During liver transplantation, nonalcoholic steatohepatitis (NASH) aggravates ischemia/reperfusion (IR) injury by activating various kinases and subsequently releasing cytokines and chemokines. Nonetheless, the effect of the multikinase inhibitor sorafenib on IR liver injury in rats with NASH has never been explored. Our study was designed to determine this effect and associated mechanisms in NASH rats. Sorafenib was acutely administered to NASH rats with IR liver injury that were or were not chronically pretreated with the Rho-kinase–specific inhibitor fasudil. Then, the following were evaluated: mean arterial pressure; hepatic blood flow and microcirculatory dysfunction; hepatic inflammation (serum alanine aminotransferase); necrosis; apoptosis; leukocyte infiltration; CD45 staining; caspase levels and DNA fragmentation; various serum and hepatic cytokines; and proteins and genes of the Raf/mitogen-activated protein–extracellular signal-regulated kinase kinase (MEK)/extracellular signal-regulated kinase (ERK), p38 mitogen-activated protein kinase, and apoptosis pathways. In NASH rats with IR liver injury, hepatic inflammation, necrosis, apoptosis, leukocyte infiltration, and microcirculatory dysfunction were significantly attenuated by the acute administration of sorafenib through the inhibition of the hepatic release of macrophage inflammatory protein 2, keratinocyte chemoattractant, granulocyte-monocyte colony-stimulating factor, and hepatic caspase-3 and caspase-9 as well as DNA fragmentation. Furthermore, there was decreased expression of p-Raf1 (where p indicates the phosphorylated form), p-MEK1/2, p-ERK1/2, p-Rho-kinase, B cell lymphoma 2–associated death promoter, and B cell lymphoma 2–associated X protein at the protein and messenger RNA levels. Notably, the aforementioned beneficial effects of sorafenib were significantly abolished by chronic pretreatment with the Rho-kinase–specific inhibitor fasudil. This study demonstrated that the multikinase inhibitor sorafenib protects NASH rats from IR injury by interfering with the inflammation, necrotic, and apoptotic responses causing leukocyte-dependent hepatic microcirculatory dysfunction. The hepatoprotective effects of sorafenib seem to work through the inhibition of the Rho-kinase–dependent Raf/MEK/ERK pathway, which is up-regulated during IR injury in the livers of NASH rats. Liver Transpl 18:1371–1383, 2012. © 2012 AASLD.

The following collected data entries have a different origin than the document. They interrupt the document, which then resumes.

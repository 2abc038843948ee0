mod app;
mod config;

use clap::{Parser, Subcommand};
use std::path::PathBuf;
use tracing_subscriber::EnvFilter;

#[derive(Parser, Debug)]
#[command(author, version, about = "Polls a folder and reports newly added files")]
struct Cli {
    /// YAML file with `directory`, `filter`, `interval_secs`
    #[arg(long, global = true)]
    config: Option<PathBuf>,

    #[arg(long, short, global = true)]
    verbose: bool,

    #[command(subcommand)]
    cmd: Commands,
}

#[derive(Subcommand, Debug)]
enum Commands {
    /// Report every new or changed file until Ctrl-C
    Watch {
        #[arg(long)]
        dir: Option<PathBuf>,
        #[arg(long)]
        filter: Option<String>,
        #[arg(long)]
        interval_secs: Option<u64>,
        #[arg(long)]
        json: bool,
    },
    /// Print the current listing once
    List {
        #[arg(long)]
        dir: Option<PathBuf>,
        #[arg(long)]
        filter: Option<String>,
        #[arg(long)]
        json: bool,
    },
}

fn init_tracing(verbose: bool) {
    let default = if verbose { "debug" } else { "info" };
    let filter = EnvFilter::try_from_default_env().unwrap_or_else(|_| EnvFilter::new(default));

    tracing_subscriber::fmt()
        .with_env_filter(filter)
        .with_writer(std::io::stderr)
        .init();
}

fn main() -> anyhow::Result<()> {
    let cli = Cli::parse();
    init_tracing(cli.verbose);

    let file = match &cli.config {
        Some(p) => config::load_yaml(p)?,
        None => config::YamlConfig::default(),
    };

    match cli.cmd {
        Commands::Watch {
            dir,
            filter,
            interval_secs,
            json,
        } => {
            let cfg = app::resolve(file, dir, filter, interval_secs, json)?;
            app::watch(&cfg)?;
        }
        Commands::List { dir, filter, json } => {
            let cfg = app::resolve(file, dir, filter, None, json)?;
            app::list(&cfg)?;
        }
    }

    Ok(())
}
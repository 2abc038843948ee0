use crate::config::YamlConfig;

use anyhow::{anyhow, bail, Context, Result};
use folder_scanner::{
    compile_filter, list_matching, load, EndReason, FileEntry, FolderScanner, ScanError,
    ScanOptions, ScanSummary, DEFAULT_INTERVAL,
};
use serde::Serialize;
use std::io::Read;
use std::path::PathBuf;
use std::time::Duration;
use time::format_description::well_known::Rfc3339;

pub const DEFAULT_FILTER: &str = "*";

pub struct AppConfig {
    pub directory: PathBuf,
    pub filter: String,
    pub interval: Duration,
    pub json: bool,
}

/// Command line wins over the config file; the directory has no default.
pub fn resolve(
    file: YamlConfig,
    dir: Option<PathBuf>,
    filter: Option<String>,
    interval_secs: Option<u64>,
    json: bool,
) -> Result<AppConfig> {
    let directory = dir.or(file.directory).ok_or_else(|| {
        anyhow!("no directory to scan (pass --dir or set `directory` in the config file)")
    })?;

    let interval = match interval_secs.or(file.interval_secs) {
        Some(0) => bail!("interval_secs must be at least 1"),
        Some(secs) => Duration::from_secs(secs),
        None => DEFAULT_INTERVAL,
    };

    Ok(AppConfig {
        directory,
        filter: filter
            .or(file.filter)
            .unwrap_or_else(|| DEFAULT_FILTER.to_string()),
        interval,
        json,
    })
}

/* =========================
   Output
   ========================= */

#[derive(Debug, Serialize)]
struct EntryLine {
    event: &'static str,
    path: String,
    size: u64,
    modified_at: String,
    #[serde(skip_serializing_if = "Option::is_none")]
    lines: Option<usize>,
}

#[derive(Debug, Serialize)]
struct ErrorLine {
    event: &'static str,
    fatal: bool,
    message: String,
}

fn entry_line(event: &'static str, entry: &FileEntry, lines: Option<usize>) -> Result<EntryLine> {
    Ok(EntryLine {
        event,
        path: entry.path.display().to_string(),
        size: entry.size,
        modified_at: entry.modified_at.format(&Rfc3339)?,
        lines,
    })
}

fn print_entry(line: &EntryLine, json: bool) -> Result<()> {
    if json {
        println!("{}", serde_json::to_string(line)?);
    } else {
        match line.lines {
            Some(n) => println!(
                "{:<6} {} ({} bytes, {} lines, modified {})",
                line.event, line.path, line.size, n, line.modified_at
            ),
            None => println!(
                "{:<6} {} ({} bytes, modified {})",
                line.event, line.path, line.size, line.modified_at
            ),
        }
    }
    Ok(())
}

fn print_error(err: &ScanError, json: bool) {
    if json {
        let line = ErrorLine {
            event: "error",
            fatal: err.is_fatal(),
            message: format!("{:#}", err),
        };
        if let Ok(s) = serde_json::to_string(&line) {
            println!("{}", s);
        }
    } else {
        eprintln!("ERROR: {}", err);
    }
}

fn count_lines(entry: &FileEntry) -> Result<usize> {
    load(&entry.path, |r| {
        let mut buf = Vec::new();
        r.read_to_end(&mut buf)?;
        Ok(buf.iter().filter(|b| **b == b'\n').count())
    })
}

/* =========================
   Commands
   ========================= */

pub fn list(cfg: &AppConfig) -> Result<()> {
    let filter = compile_filter(&cfg.filter)?;
    let snapshot = list_matching(&cfg.directory, &filter)?;

    if !cfg.json {
        println!(
            "{} entries matching {:?} in {}",
            snapshot.len(),
            cfg.filter,
            cfg.directory.display()
        );
    }
    for entry in &snapshot {
        print_entry(&entry_line("entry", entry, None)?, cfg.json)?;
    }
    Ok(())
}

/// Scan until Ctrl-C or a listing fault.
pub fn watch(cfg: &AppConfig) -> Result<ScanSummary> {
    let json = cfg.json;

    let options = ScanOptions {
        interval: cfg.interval,
    };

    let handle = FolderScanner::new(cfg.directory.clone(), cfg.filter.clone())
        .with_options(options)
        .start(
            move |entry| {
                let lines = count_lines(&entry)?;
                print_entry(&entry_line("added", &entry, Some(lines))?, json)
            },
            move |err| print_error(&err, json),
        )?;

    let stop = handle.stop_flag();
    let interval = cfg.interval;
    ctrlc::set_handler(move || {
        if !stop.is_stopped() {
            eprintln!("Stopping (takes up to {:?})...", interval);
        }
        stop.stop();
    })
    .context("install Ctrl-C handler")?;

    if !json {
        println!(
            "Watching {} for {:?} every {:?} (Ctrl-C to stop)",
            cfg.directory.display(),
            cfg.filter,
            cfg.interval
        );
    }

    let summary = handle
        .join()
        .map_err(|_| anyhow!("scanner thread panicked"))?;

    if summary.ended_by == EndReason::ListingFault {
        bail!(
            "scan of {} stopped: directory could not be listed",
            cfg.directory.display()
        );
    }

    if !json {
        println!(
            "DONE: delivered={}, callback_errors={}",
            summary.invoked - summary.callback_faults, summary.callback_faults
        );
    }
    Ok(summary)
}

Ischemia/reperfusion (IR) liver injury is a major determinant of intraoperative and postoperative allograft dysfunction and morbidity.1 Livers with nonalcoholic steatohepatitis (NASH) are especially sensitive to IR injury.2 The need to protect donor liver grafts with NASH against IR injury is highlighted by the shortage of organs that would result if the pool of steatotic livers were avoided for transplantation.3 Currently, no effective approaches are available for managing NASH patients with IR-induced liver damage.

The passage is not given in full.